Ao chegar ao modesto hospital, onde não havia médico, não restou outra coisa a fazer senão tentar passar uma sonda pela sua uretra da qual vazava urina. Uma dedicada enfermeira, acostumada às urgências que chegavam, conseguiu, depois de muito esforço, passar uma sonda fina até a sua bexiga prestes a estourar. Foi um alívio tão grande que o pobre paciente mal conseguiu sorrir de tanta felicidade. Era como se a melhor vaca do plantel tivesse parido uma linda bezerrinha. Ou até mesmo o leite tivesse aumentado de preço.

Antenor deixou o hospital usando aquele artifício que o permitia esvaziar a bexiga. Mas logo deveria procurar outro centro especializado. Para se livrar de vez da próstata que entupia a uretra do pobre Antenor.

A consulta foi marcada para dali a dois meses. Naquela localidade não havia urologista. E o pobre paciente não lhe restava senão uma longa espera.

Mesmo assim Antenor, sofrendo toda a sorte de percalços, aguardou pacienciosamente o dia da tão sonhada consulta com o especialista. Chegou cedo à unidade de saúde. Era o undécimo da fila de espera. Ainda com a sonda fina passada naquele dia, o infeliz Antenor foi informado que o urologista teve de sair às pressas para uma cirurgia de urgência. E sua consulta mais uma vez foi adiada. Sem saber para quando.

Mais dois meses se passaram. Antenor, já desgastado pelo sofrimento, exibia na face exausta uma apatia sem limite. Descorado, anemiado, sinais de infecção alastravam-se pelo seu corpo inteiro. Uma febre de etiologia inexplicada o fazia delirar.
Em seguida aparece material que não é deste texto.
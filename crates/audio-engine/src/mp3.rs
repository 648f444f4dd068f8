//! MP3 output through a block-based lossy encoder.
//!
//! The driver converts each channel to 16-bit PCM and feeds the encoder
//! fixed-size blocks in order. Compressed fragments are concatenated in
//! emission order; MP3 frames carry no index, so order is the only thing
//! tying the stream together.

use clipforge_common::cancel::CancelFlag;
use clipforge_common::error::{ClipforgeError, ClipforgeResult};
use clipforge_media_model::AudioBuffer;

use crate::pcm::channel_to_i16;

/// Samples per MP3 frame (MPEG-1 Layer III).
pub const MP3_FRAME_SAMPLES: usize = 1152;

/// A third-party encoder that turns PCM blocks into compressed bytes.
pub trait BlockEncoder {
    /// Encode one block. `right` is `None` for mono and otherwise has the
    /// same length as `left`. May return an empty fragment while the
    /// encoder buffers input.
    fn encode_block(&mut self, left: &[i16], right: Option<&[i16]>) -> ClipforgeResult<Vec<u8>>;

    /// Emit any buffered trailing samples.
    fn flush(&mut self) -> ClipforgeResult<Vec<u8>>;
}

/// Settings for a single MP3 encode.
#[derive(Debug, Clone)]
pub struct Mp3Settings {
    pub bitrate_kbps: u32,

    /// Block size in samples per channel, rounded up to a whole number of
    /// MP3 frames.
    pub block_samples: usize,
}

impl Default for Mp3Settings {
    fn default() -> Self {
        Self {
            bitrate_kbps: 128,
            block_samples: MP3_FRAME_SAMPLES,
        }
    }
}

impl Mp3Settings {
    fn aligned_block(&self) -> usize {
        self.block_samples
            .max(1)
            .div_ceil(MP3_FRAME_SAMPLES)
            .saturating_mul(MP3_FRAME_SAMPLES)
    }
}

/// Number of channels the encoder receives: mono stays mono, anything wider
/// is reduced to its first two channels.
pub fn encoder_channels(buffer: &AudioBuffer) -> usize {
    if buffer.channel_count() == 1 {
        1
    } else {
        2
    }
}

/// Drive `encoder` over the whole buffer.
///
/// `on_progress` receives the completed fraction in `[0, 1]` after each
/// block. The cancel flag is checked between blocks.
pub fn encode_blocks<E, F>(
    buffer: &AudioBuffer,
    encoder: &mut E,
    settings: &Mp3Settings,
    cancel: &CancelFlag,
    mut on_progress: F,
) -> ClipforgeResult<Vec<u8>>
where
    E: BlockEncoder + ?Sized,
    F: FnMut(f64),
{
    let block = settings.aligned_block();
    let left = buffer.channel(0).map(channel_to_i16).unwrap_or_default();
    let right = if encoder_channels(buffer) == 2 {
        buffer.channel(1).map(channel_to_i16)
    } else {
        None
    };

    if buffer.channel_count() > 2 {
        tracing::debug!(
            channels = buffer.channel_count(),
            "Encoding the first two channels only"
        );
    }

    let total = left.len();
    let mut out = Vec::new();
    let mut offset = 0;
    while offset < total {
        if cancel.is_cancelled() {
            return Err(ClipforgeError::Cancelled);
        }
        let end = (offset + block).min(total);
        let fragment = encoder.encode_block(
            &left[offset..end],
            right.as_deref().map(|r| &r[offset..end]),
        )?;
        if !fragment.is_empty() {
            out.extend_from_slice(&fragment);
        }
        offset = end;
        on_progress(offset as f64 / total as f64);
    }

    let tail = encoder.flush()?;
    out.extend_from_slice(&tail);
    on_progress(1.0);

    tracing::debug!(
        frames = total,
        block,
        bytes = out.len(),
        "MP3 encode complete"
    );
    Ok(out)
}

/// Encode a buffer to MP3 with libmp3lame.
pub fn encode_mp3(
    buffer: &AudioBuffer,
    settings: &Mp3Settings,
    cancel: &CancelFlag,
    on_progress: impl FnMut(f64),
) -> ClipforgeResult<Vec<u8>> {
    let mut encoder = lame::LameEncoder::new(
        encoder_channels(buffer) as u8,
        buffer.sample_rate(),
        settings.bitrate_kbps,
    )?;
    encode_blocks(buffer, &mut encoder, settings, cancel, on_progress)
}

pub mod lame {
    //! [`BlockEncoder`] backed by `mp3lame-encoder`.

    use mp3lame_encoder::{
        max_required_buffer_size, Bitrate, Builder, DualPcm, Encoder, FlushNoGap, MonoPcm,
        Quality,
    };

    use super::BlockEncoder;
    use clipforge_common::error::{ClipforgeError, ClipforgeResult};

    /// Output space LAME needs to flush its internal buffers.
    const FLUSH_BUFFER_BYTES: usize = 7200;

    pub struct LameEncoder {
        inner: Encoder,
    }

    impl LameEncoder {
        pub fn new(channels: u8, sample_rate: u32, bitrate_kbps: u32) -> ClipforgeResult<Self> {
            let mut builder =
                Builder::new().ok_or_else(|| ClipforgeError::encoder("LAME is unavailable"))?;
            builder
                .set_num_channels(channels)
                .map_err(|e| ClipforgeError::encoder(format!("LAME channels: {e:?}")))?;
            builder
                .set_sample_rate(sample_rate)
                .map_err(|e| ClipforgeError::encoder(format!("LAME sample rate: {e:?}")))?;
            builder
                .set_brate(bitrate(bitrate_kbps))
                .map_err(|e| ClipforgeError::encoder(format!("LAME bitrate: {e:?}")))?;
            builder
                .set_quality(Quality::Good)
                .map_err(|e| ClipforgeError::encoder(format!("LAME quality: {e:?}")))?;
            let inner = builder
                .build()
                .map_err(|e| ClipforgeError::encoder(format!("LAME init: {e:?}")))?;
            Ok(Self { inner })
        }
    }

    /// Nearest supported constant bitrate at or below the request.
    fn bitrate(kbps: u32) -> Bitrate {
        match kbps {
            0..=63 => Bitrate::Kbps32,
            64..=95 => Bitrate::Kbps64,
            96..=127 => Bitrate::Kbps96,
            128..=159 => Bitrate::Kbps128,
            160..=191 => Bitrate::Kbps160,
            192..=255 => Bitrate::Kbps192,
            256..=319 => Bitrate::Kbps256,
            _ => Bitrate::Kbps320,
        }
    }

    impl BlockEncoder for LameEncoder {
        fn encode_block(
            &mut self,
            left: &[i16],
            right: Option<&[i16]>,
        ) -> ClipforgeResult<Vec<u8>> {
            let mut out = Vec::with_capacity(max_required_buffer_size(left.len()));
            let result = match right {
                Some(right) => self.inner.encode_to_vec(DualPcm { left, right }, &mut out),
                None => self.inner.encode_to_vec(MonoPcm(left), &mut out),
            };
            result.map_err(|e| ClipforgeError::encoder(format!("LAME encode: {e:?}")))?;
            Ok(out)
        }

        fn flush(&mut self) -> ClipforgeResult<Vec<u8>> {
            let mut out = Vec::with_capacity(FLUSH_BUFFER_BYTES);
            self.inner
                .flush_to_vec::<FlushNoGap>(&mut out)
                .map_err(|e| ClipforgeError::encoder(format!("LAME flush: {e:?}")))?;
            Ok(out)
        }
    }
}

#[cfg(test)]
mod tests {
    use super::*;

    /// Records each block and emits a tagged fragment for it.
    #[derive(Default)]
    struct RecordingEncoder {
        blocks: Vec<(usize, bool)>,
        flushed: bool,
    }

    impl BlockEncoder for RecordingEncoder {
        fn encode_block(
            &mut self,
            left: &[i16],
            right: Option<&[i16]>,
        ) -> ClipforgeResult<Vec<u8>> {
            if let Some(r) = right {
                assert_eq!(r.len(), left.len());
            }
            self.blocks.push((left.len(), right.is_some()));
            // Buffer the first block to exercise empty fragments.
            if self.blocks.len() == 1 {
                return Ok(Vec::new());
            }
            Ok(vec![self.blocks.len() as u8])
        }

        fn flush(&mut self) -> ClipforgeResult<Vec<u8>> {
            self.flushed = true;
            Ok(vec![0xFF])
        }
    }

    #[test]
    fn test_stereo_blocks_and_ordering() {
        let frames = MP3_FRAME_SAMPLES * 2 + 100;
        let buffer = AudioBuffer::silent(44_100, 2, frames).unwrap();
        let mut enc = RecordingEncoder::default();
        let mut progress = Vec::new();

        let bytes = encode_blocks(
            &buffer,
            &mut enc,
            &Mp3Settings::default(),
            &CancelFlag::new(),
            |p| progress.push(p),
        )
        .unwrap();

        assert_eq!(
            enc.blocks,
            vec![
                (MP3_FRAME_SAMPLES, true),
                (MP3_FRAME_SAMPLES, true),
                (100, true)
            ]
        );
        assert!(enc.flushed);
        assert_eq!(bytes, vec![2, 3, 0xFF]);
        assert!(progress.windows(2).all(|w| w[0] <= w[1]));
        assert_eq!(progress.last().copied(), Some(1.0));
    }

    #[test]
    fn test_mono_passes_single_channel() {
        let buffer = AudioBuffer::silent(22_050, 1, 10).unwrap();
        let mut enc = RecordingEncoder::default();
        encode_blocks(
            &buffer,
            &mut enc,
            &Mp3Settings::default(),
            &CancelFlag::new(),
            |_| {},
        )
        .unwrap();
        assert_eq!(enc.blocks, vec![(10, false)]);
    }

    #[test]
    fn test_block_size_rounds_to_frame_multiple() {
        let settings = Mp3Settings {
            block_samples: 2000,
            ..Default::default()
        };
        assert_eq!(settings.aligned_block(), MP3_FRAME_SAMPLES * 2);
    }

    #[test]
    fn test_empty_buffer_only_flushes() {
        let buffer = AudioBuffer::silent(44_100, 2, 0).unwrap();
        let mut enc = RecordingEncoder::default();
        let bytes = encode_blocks(
            &buffer,
            &mut enc,
            &Mp3Settings::default(),
            &CancelFlag::new(),
            |_| {},
        )
        .unwrap();
        assert!(enc.blocks.is_empty());
        assert_eq!(bytes, vec![0xFF]);
    }

    #[test]
    fn test_cancel_stops_before_next_block() {
        let buffer = AudioBuffer::silent(44_100, 1, MP3_FRAME_SAMPLES * 4).unwrap();
        let mut enc = RecordingEncoder::default();
        let cancel = CancelFlag::new();
        let observer = cancel.clone();

        let result = encode_blocks(&buffer, &mut enc, &Mp3Settings::default(), &cancel, |_| {
            observer.cancel()
        });
        assert!(matches!(result, Err(ClipforgeError::Cancelled)));
        assert_eq!(enc.blocks.len(), 1);
        assert!(!enc.flushed);
    }

    fn sine(rate: u32, channels: usize, secs: f64) -> AudioBuffer {
        let frames = (rate as f64 * secs) as usize;
        let plane: Vec<f32> = (0..frames)
            .map(|i| (i as f32 * 440.0 * std::f32::consts::TAU / rate as f32).sin() * 0.5)
            .collect();
        AudioBuffer::new(rate, vec![plane; channels]).unwrap()
    }

    fn starts_with_frame_sync(bytes: &[u8]) -> bool {
        bytes.len() > 2 && bytes[0] == 0xFF && bytes[1] & 0xE0 == 0xE0
    }

    #[test]
    fn test_lame_encodes_stereo_sine() {
        let buffer = sine(44_100, 2, 1.0);
        let mut progress = Vec::new();
        let bytes = encode_mp3(&buffer, &Mp3Settings::default(), &CancelFlag::new(), |p| {
            progress.push(p)
        })
        .unwrap();

        assert!(starts_with_frame_sync(&bytes), "{:02x?}", &bytes[..bytes.len().min(4)]);
        // 128 kbps for one second is roughly 16 KB.
        assert!((8_000..32_000).contains(&bytes.len()), "{} bytes", bytes.len());
        assert_eq!(progress.last().copied(), Some(1.0));
    }

    #[test]
    fn test_lame_encodes_mono_with_large_blocks() {
        let buffer = sine(22_050, 1, 0.5);
        let settings = Mp3Settings {
            bitrate_kbps: 64,
            block_samples: MP3_FRAME_SAMPLES * 8,
        };
        let bytes = encode_mp3(&buffer, &settings, &CancelFlag::new(), |_| {}).unwrap();
        assert!(starts_with_frame_sync(&bytes));
    }
}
Sonhou, durante o delírio, que faria uma viagem linda por um país distante do seu torrão natal.

Feitas as malas, cheias das melhores roupas, trajes que nunca teve, o velho viajor exibiu o passaporte no check-in do avião, e partiu rumo ao desconhecido, certo que seria uma viagem maravilhosa, bem melhor do que aquela à Aparecida do Norte, de cuja lembrança nem se recordava mais.

Acontece que Antenor acordou do seu sonho devaneio.

A doença da próstata estava num estágio avançado. Era uma doença maligna. Um câncer de próstata já metastático invadiu ossos e outros órgãos ao derredor.

Antenor estava em estado terminal. Sem condições de ser operado baixou ao hospital.

Em poucos dias, já na unidade de tratamento intensivo, nas últimas, mais uma vez sonhou com uma derradeira viagem. Desta vez não foi um sonho. Foi uma cruel realidade.

Antenor foi sepultado num pequeno cemitério. Na sua localidade rurícola.

Quando foi à Aparecida do Norte voltou feliz num domingo do qual nunca mais vai se esquecer. Mas, daquela vez, foi uma viagem sem volta. A mesma que todos nós iremos fazer, mesmo contra a nossa vontade. É melhor deixar acontecer. Sem sofrer demasiadamente. Sem saber qual será a nossa hora. Um dia, quem sabe quando? Continuo preferindo ignorar quando vai ser.